WHAT THE TASK REQUIRES: Copy out every record below with complete accuracy.

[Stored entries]
= = =

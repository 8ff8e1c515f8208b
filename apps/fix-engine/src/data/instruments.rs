//! Static instrument table loading.
//!
//! Loaded once at startup from a CSV file (first row header, columns:
//! symbol, nautilus-symbol, tick-value, target-spread,
//! margin-requirement) and treated as read-only afterwards.

use std::path::Path;

use rust_decimal::Decimal;
use serde::Deserialize;
use thiserror::Error;
use tracing::info;

use crate::domain::shared::Symbol;
use crate::fix::SymbolMap;

/// Instrument table failures.
#[derive(Debug, Error)]
pub enum InstrumentError {
    /// The file could not be read or parsed.
    #[error("failed to read instrument table: {0}")]
    Read(#[from] csv::Error),
    /// The table parsed but contains no rows.
    #[error("instrument table is empty")]
    Empty,
}

/// One row of the static instrument table.
#[derive(Debug, Clone, PartialEq, Eq, Deserialize)]
pub struct Instrument {
    /// Broker symbol code, e.g. `AUD/USD`.
    #[serde(rename = "symbol")]
    pub broker_code: String,
    /// Internal symbol, e.g. `AUDUSD`.
    #[serde(rename = "nautilus-symbol")]
    pub symbol: Symbol,
    /// Value of one tick in the quote currency.
    #[serde(rename = "tick-value")]
    pub tick_value: Decimal,
    /// Target spread used for slippage estimates.
    #[serde(rename = "target-spread")]
    pub target_spread: Decimal,
    /// Margin requirement per unit.
    #[serde(rename = "margin-requirement")]
    pub margin_requirement: Decimal,
}

/// Load the instrument table from a CSV file.
///
/// # Errors
///
/// Returns an error if the file cannot be read, a row fails to parse,
/// or the table is empty.
pub fn load_instruments(path: impl AsRef<Path>) -> Result<Vec<Instrument>, InstrumentError> {
    let mut reader = csv::Reader::from_path(path.as_ref())?;
    let mut instruments = Vec::new();
    for row in reader.deserialize() {
        let instrument: Instrument = row?;
        instruments.push(instrument);
    }
    if instruments.is_empty() {
        return Err(InstrumentError::Empty);
    }
    info!(
        count = instruments.len(),
        path = %path.as_ref().display(),
        "loaded instrument table",
    );
    Ok(instruments)
}

/// Build the translator/router symbol map from the instrument table.
#[must_use]
pub fn symbol_map(instruments: &[Instrument]) -> SymbolMap {
    SymbolMap::new(
        instruments
            .iter()
            .map(|i| (i.broker_code.clone(), i.symbol.clone())),
    )
}

#[cfg(test)]
mod tests {
    use super::*;
    use rust_decimal_macros::dec;
    use std::io::Write;

    const TABLE: &str = "\
symbol,nautilus-symbol,tick-value,target-spread,margin-requirement
AUD/USD,AUDUSD,0.0001,0.00015,0.03
EUR/USD,EURUSD,0.0001,0.00012,0.02
";

    fn write_table(content: &str) -> tempfile::NamedTempFile {
        let mut file = tempfile::NamedTempFile::new().unwrap();
        file.write_all(content.as_bytes()).unwrap();
        file
    }

    #[test]
    fn loads_instrument_rows() {
        let file = write_table(TABLE);
        let instruments = load_instruments(file.path()).unwrap();
        assert_eq!(instruments.len(), 2);
        assert_eq!(instruments[0].broker_code, "AUD/USD");
        assert_eq!(instruments[0].symbol, Symbol::new("AUDUSD"));
        assert_eq!(instruments[0].tick_value, dec!(0.0001));
        assert_eq!(instruments[1].margin_requirement, dec!(0.02));
    }

    #[test]
    fn empty_table_rejected() {
        let file =
            write_table("symbol,nautilus-symbol,tick-value,target-spread,margin-requirement\n");
        assert!(matches!(
            load_instruments(file.path()),
            Err(InstrumentError::Empty)
        ));
    }

    #[test]
    fn malformed_decimal_rejected() {
        let file = write_table(
            "symbol,nautilus-symbol,tick-value,target-spread,margin-requirement\nAUD/USD,AUDUSD,abc,0.0001,0.03\n",
        );
        assert!(load_instruments(file.path()).is_err());
    }

    #[test]
    fn builds_symbol_map() {
        let file = write_table(TABLE);
        let instruments = load_instruments(file.path()).unwrap();
        let map = symbol_map(&instruments);
        assert_eq!(map.resolve("EUR/USD"), Some(Symbol::new("EURUSD")));
        assert_eq!(map.broker_code(&Symbol::new("AUDUSD")), Some("AUD/USD"));
    }
}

= = =

TASK RESPONSE:
repository 8ff8e1c515f8208b
filename apps/fix-engine/src/data/instruments.rs
//! Static instrument table loading.
//!
//! Loaded once at startup from a CSV file (first row header, columns:
//! symbol, nautilus-symbol, tick-value, target-spread,
//! margin-requirement) and treated as read-only afterwards.

use std::path::Path;

use rust_decimal::Decimal;
use serde::Deserialize;
use thiserror::Error;
use tracing::info;

use crate::domain::shared::Symbol;
use crate::fix::SymbolMap;

/// Instrument table failures.
#[derive(Debug, Error)]
pub enum InstrumentError {
    /// The file could not be read or parsed.
    #[error("failed to read instrument table: {0}")]
    Read(#[from] csv::Error),
    /// The table parsed but contains no rows.
    #[error("instrument table is empty")]
    Empty,
}

/// One row of the static instrument table.
#[derive(Debug, Clone, PartialEq, Eq, Deserialize)]
pub struct Instrument {
    /// Broker symbol code, e.g. `AUD/USD`.
    #[serde(rename = "symbol")]
    pub broker_code: String,
    /// Internal symbol, e.g. `AUDUSD`.
    #[serde(rename = "nautilus-symbol")]
    pub symbol: Symbol,
    /// Value of one tick in the quote currency.
    #[serde(rename = "tick-value")]
    pub tick_value: Decimal,
    /// Target spread used for slippage estimates.
    #[serde(rename = "target-spread")]
    pub target_spread: Decimal,
    /// Margin requirement per unit.
    #[serde(rename = "margin-requirement")]
    pub margin_requirement: Decimal,
}

/// Load the instrument table from a CSV file.
///
/// # Errors
///
/// Returns an error if the file cannot be read, a row fails to parse,
/// or the table is empty.
pub fn load_instruments(path: impl AsRef<Path>) -> Result<Vec<Instrument>, InstrumentError> {
    let mut reader = csv::Reader::from_path(path.as_ref())?;
    let mut instruments = Vec::new();
    for row in reader.deserialize() {
        let instrument: Instrument = row?;
        instruments.push(instrument);
    }
    if instruments.is_empty() {
        return Err(InstrumentError::Empty);
    }
    info!(
        count = instruments.len(),
        path = %path.as_ref().display(),
        "loaded instrument table",
    );
    Ok(instruments)
}

/// Build the translator/router symbol map from the instrument table.
#[must_use]
pub fn symbol_map(instruments: &[Instrument]) -> SymbolMap {
    SymbolMap::new(
        instruments
            .iter()
            .map(|i| (i.broker_code.clone(), i.symbol.clone())),
    )
}

#[cfg(test)]
mod tests {
    use super::*;
    use rust_decimal_macros::dec;
    use std::io::Write;

    const TABLE: &str = "\
symbol,nautilus-symbol,tick-value,target-spread,margin-requirement
AUD/USD,AUDUSD,0.0001,0.00015,0.03
EUR/USD,EURUSD,0.0001,0.00012,0.02
";

    fn write_table(content: &str) -> tempfile::NamedTempFile {
        let mut file = tempfile::NamedTempFile::new().unwrap();
        file.write_all(content.as_bytes()).unwrap();
        file
    }

    #[test]
    fn loads_instrument_rows() {
        let file = write_table(TABLE);
        let instruments = load_instruments(file.path()).unwrap();
        assert_eq!(instruments.len(), 2);
        assert_eq!(instruments[0].broker_code, "AUD/USD");
        assert_eq!(instruments[0].symbol, Symbol::new("AUDUSD"));
        assert_eq!(instruments[0].tick_value, dec!(0.0001));
        assert_eq!(instruments[1].margin_requirement, dec!(0.02));
    }

    #[test]
    fn empty_table_rejected() {
        let file =
            write_table("symbol,nautilus-symbol,tick-value,target-spread,margin-requirement\n");
        assert!(matches!(
            load_instruments(file.path()),
            Err(InstrumentError::Empty)
        ));
    }

    #[test]
    fn malformed_decimal_rejected() {
        let file = write_table(
            "symbol,nautilus-symbol,tick-value,target-spread,margin-requirement\nAUD/USD,AUDUSD,abc,0.0001,0.03\n",
        );
        assert!(load_instruments(file.path()).is_err());
    }

    #[test]
    fn builds_symbol_map() {
        let file = write_table(TABLE);
        let instruments = load_instruments(file.path()).unwrap();
        let map = symbol_map(&instruments);
        assert_eq!(map.resolve("EUR/USD"), Some(Symbol::new("EURUSD")));
        assert_eq!(map.broker_code(&Symbol::new("AUDUSD")), Some("AUD/USD"));
    }
}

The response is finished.